Segment Start: THE INPUT
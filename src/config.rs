//! Query configuration
//!
//! Every knob the passes consume, loadable from JSON:
//!
//! ```json
//! {
//!   "max_terms_to_print": 3,
//!   "strict_fields": ["NUM"],
//!   "composites": [{ "name": "GEO", "components": ["GEO", "WKT"], "separator": "," }],
//!   "fixed_length_fields": { "GEO": "hex" }
//! }
//! ```

use std::collections::{BTreeMap, BTreeSet};
use std::fs;
use std::path::Path;

use chrono::{DateTime, Utc};
use serde::{Deserialize, Serialize};
use thiserror::Error;

use crate::composite::{Alphabet, CompositeMapping};
use crate::errors::Severity;

/// Result type for configuration operations
pub type ConfigResult<T> = Result<T, ConfigError>;

/// Configuration errors
#[derive(Debug, Clone, PartialEq, Eq, Error)]
pub enum ConfigError {
    #[error("Invalid configuration JSON: {0}")]
    Json(String),

    #[error("Failed to access configuration file: {0}")]
    Io(String),

    #[error("Invalid configuration: {0}")]
    Invalid(String),
}

impl ConfigError {
    /// Stable error code
    pub fn code(&self) -> &'static str {
        match self {
            ConfigError::Json(_) => "SHARDQUERY_CONFIG_JSON",
            ConfigError::Io(_) => "SHARDQUERY_CONFIG_IO",
            ConfigError::Invalid(_) => "SHARDQUERY_CONFIG_INVALID",
        }
    }

    pub fn severity(&self) -> Severity {
        Severity::Reject
    }
}

fn default_max_terms_to_print() -> usize {
    3
}

/// Configuration shared by the rewrite and compile passes
#[derive(Debug, Clone, PartialEq, Serialize, Deserialize)]
#[serde(default)]
pub struct QueryConfig {
    /// Contributing terms printed per state in classification summaries
    #[serde(default = "default_max_terms_to_print")]
    pub max_terms_to_print: usize,
    /// Fields whose failed normalization keeps the original clause
    pub lenient_fields: BTreeSet<String>,
    /// Fields whose failed normalization demotes the clause to evaluation
    pub strict_fields: BTreeSet<String>,
    pub composites: Vec<CompositeMapping>,
    /// Fixed-length fields and their value alphabets
    pub fixed_length_fields: BTreeMap<String, Alphabet>,
    pub begin_date: Option<DateTime<Utc>>,
    pub end_date: Option<DateTime<Utc>>,
    pub index_only_fields: BTreeSet<String>,
    pub term_frequency_fields: BTreeSet<String>,
    pub aggregation_fields: BTreeSet<String>,
    /// Datatypes the query is restricted to, empty for all
    pub datatype_filter: BTreeSet<String>,
}

impl Default for QueryConfig {
    fn default() -> Self {
        Self {
            max_terms_to_print: default_max_terms_to_print(),
            lenient_fields: BTreeSet::new(),
            strict_fields: BTreeSet::new(),
            composites: Vec::new(),
            fixed_length_fields: BTreeMap::new(),
            begin_date: None,
            end_date: None,
            index_only_fields: BTreeSet::new(),
            term_frequency_fields: BTreeSet::new(),
            aggregation_fields: BTreeSet::new(),
            datatype_filter: BTreeSet::new(),
        }
    }
}

fn to_set<I, S>(fields: I) -> BTreeSet<String>
where
    I: IntoIterator<Item = S>,
    S: Into<String>,
{
    fields.into_iter().map(Into::into).collect()
}

impl QueryConfig {
    pub fn new() -> Self {
        Self::default()
    }

    pub fn with_max_terms_to_print(mut self, max: usize) -> Self {
        self.max_terms_to_print = max;
        self
    }

    pub fn with_lenient_fields<I: IntoIterator<Item = S>, S: Into<String>>(mut self, fields: I) -> Self {
        self.lenient_fields = to_set(fields);
        self
    }

    pub fn with_strict_fields<I: IntoIterator<Item = S>, S: Into<String>>(mut self, fields: I) -> Self {
        self.strict_fields = to_set(fields);
        self
    }

    pub fn with_composite(mut self, mapping: CompositeMapping) -> Self {
        self.composites.push(mapping);
        self
    }

    pub fn with_fixed_length_field(mut self, field: impl Into<String>, alphabet: Alphabet) -> Self {
        self.fixed_length_fields.insert(field.into(), alphabet);
        self
    }

    pub fn with_date_range(mut self, begin: DateTime<Utc>, end: DateTime<Utc>) -> Self {
        self.begin_date = Some(begin);
        self.end_date = Some(end);
        self
    }

    pub fn with_index_only_fields<I: IntoIterator<Item = S>, S: Into<String>>(mut self, fields: I) -> Self {
        self.index_only_fields = to_set(fields);
        self
    }

    pub fn with_term_frequency_fields<I: IntoIterator<Item = S>, S: Into<String>>(
        mut self,
        fields: I,
    ) -> Self {
        self.term_frequency_fields = to_set(fields);
        self
    }

    pub fn with_aggregation_fields<I: IntoIterator<Item = S>, S: Into<String>>(mut self, fields: I) -> Self {
        self.aggregation_fields = to_set(fields);
        self
    }

    pub fn with_datatype_filter<I: IntoIterator<Item = S>, S: Into<String>>(mut self, datatypes: I) -> Self {
        self.datatype_filter = to_set(datatypes);
        self
    }

    pub fn is_lenient(&self, field: &str) -> bool {
        self.lenient_fields.contains(field)
    }

    pub fn is_strict(&self, field: &str) -> bool {
        self.strict_fields.contains(field)
    }

    /// Alphabet of a fixed-length field
    pub fn alphabet(&self, field: &str) -> Option<Alphabet> {
        self.fixed_length_fields.get(field).copied()
    }

    /// Checks cross-field consistency
    pub fn validate(&self) -> ConfigResult<()> {
        if let (Some(begin), Some(end)) = (self.begin_date, self.end_date) {
            if begin > end {
                return Err(ConfigError::Invalid(format!(
                    "begin date {} is after end date {}",
                    begin, end
                )));
            }
        }

        if let Some(field) = self.lenient_fields.intersection(&self.strict_fields).next() {
            return Err(ConfigError::Invalid(format!(
                "field '{}' cannot be both lenient and strict",
                field
            )));
        }

        let mut names = BTreeSet::new();
        for mapping in &self.composites {
            if mapping.components.len() < 2 {
                return Err(ConfigError::Invalid(format!(
                    "composite '{}' needs at least two components",
                    mapping.name
                )));
            }
            if !names.insert(mapping.name.as_str()) {
                return Err(ConfigError::Invalid(format!(
                    "composite '{}' is defined more than once",
                    mapping.name
                )));
            }
            let distinct: BTreeSet<&String> = mapping.components.iter().collect();
            if distinct.len() != mapping.components.len() {
                return Err(ConfigError::Invalid(format!(
                    "composite '{}' repeats a component",
                    mapping.name
                )));
            }
        }

        Ok(())
    }

    pub fn to_json(&self) -> ConfigResult<String> {
        serde_json::to_string_pretty(self).map_err(|e| ConfigError::Json(e.to_string()))
    }

    /// Parses and validates a configuration
    pub fn from_json(json: &str) -> ConfigResult<Self> {
        let config: QueryConfig = serde_json::from_str(json).map_err(|e| ConfigError::Json(e.to_string()))?;
        config.validate()?;
        Ok(config)
    }

    pub fn write_to_file(&self, path: &Path) -> ConfigResult<()> {
        let json = self.to_json()?;
        fs::write(path, json).map_err(|e| ConfigError::Io(format!("{}: {}", path.display(), e)))
    }

    /// Reads, parses and validates a configuration file
    pub fn read_from_file(path: &Path) -> ConfigResult<Self> {
        let json =
            fs::read_to_string(path).map_err(|e| ConfigError::Io(format!("{}: {}", path.display(), e)))?;
        Self::from_json(&json)
    }
}

#[cfg(test)]
mod tests {
    use super::*;
    use chrono::TimeZone;

    #[test]
    fn test_default_config() {
        let config = QueryConfig::default();
        assert_eq!(config.max_terms_to_print, 3);
        assert!(config.composites.is_empty());
        assert!(config.validate().is_ok());
    }

    #[test]
    fn test_from_json_partial() {
        let config = QueryConfig::from_json(
            r#"{
                "strict_fields": ["NUM"],
                "composites": [{ "name": "GEO", "components": ["GEO", "WKT"], "separator": "," }],
                "fixed_length_fields": { "GEO": "hex" }
            }"#,
        )
        .unwrap();
        assert_eq!(config.max_terms_to_print, 3);
        assert!(config.is_strict("NUM"));
        assert_eq!(config.composites[0].separator, ',');
        assert_eq!(config.alphabet("GEO"), Some(Alphabet::Hex));
    }

    #[test]
    fn test_default_separator_from_json() {
        let config =
            QueryConfig::from_json(r#"{ "composites": [{ "name": "C", "components": ["A", "B"] }] }"#).unwrap();
        assert_eq!(config.composites[0].separator, crate::composite::DEFAULT_SEPARATOR);
    }

    #[test]
    fn test_invalid_json() {
        let err = QueryConfig::from_json("{ not json").unwrap_err();
        assert_eq!(err.code(), "SHARDQUERY_CONFIG_JSON");
    }

    #[test]
    fn test_validate_dates() {
        let begin = Utc.with_ymd_and_hms(2021, 1, 1, 0, 0, 0).unwrap();
        let end = Utc.with_ymd_and_hms(2020, 1, 1, 0, 0, 0).unwrap();
        let config = QueryConfig::new().with_date_range(begin, end);
        assert!(matches!(config.validate(), Err(ConfigError::Invalid(_))));
    }

    #[test]
    fn test_validate_lenient_and_strict() {
        let config = QueryConfig::new()
            .with_lenient_fields(["A"])
            .with_strict_fields(["A"]);
        assert!(config.validate().is_err());
    }

    #[test]
    fn test_validate_composites() {
        let single = QueryConfig::new().with_composite(CompositeMapping::new("C", ["A"]));
        assert!(single.validate().is_err());

        let dup = QueryConfig::new()
            .with_composite(CompositeMapping::new("C", ["A", "B"]))
            .with_composite(CompositeMapping::new("C", ["A", "D"]));
        assert!(dup.validate().is_err());

        let repeated = QueryConfig::new().with_composite(CompositeMapping::new("C", ["A", "A"]));
        assert!(repeated.validate().is_err());
    }

    #[test]
    fn test_json_round_trip() {
        let config = QueryConfig::new()
            .with_max_terms_to_print(5)
            .with_composite(CompositeMapping::new("C", ["A", "B"]).with_separator(','))
            .with_fixed_length_field("A", Alphabet::Decimal);
        let json = config.to_json().unwrap();
        assert_eq!(QueryConfig::from_json(&json).unwrap(), config);
    }
}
Segment End: THE INPUT
**WHAT THE TASK REQUIRES:**
Transcribe each line of the data above, unaltered, from the one where "needs at least" appears to the one where "let distinct: BTreeSet<&String>" appears, inclusive of both.

**RESPONSE TO THE TASK:**
                    "composite '{}' needs at least two components",
                    mapping.name
                )));
            }
            if !names.insert(mapping.name.as_str()) {
                return Err(ConfigError::Invalid(format!(
                    "composite '{}' is defined more than once",
                    mapping.name
                )));
            }
            let distinct: BTreeSet<&String> = mapping.components.iter().collect();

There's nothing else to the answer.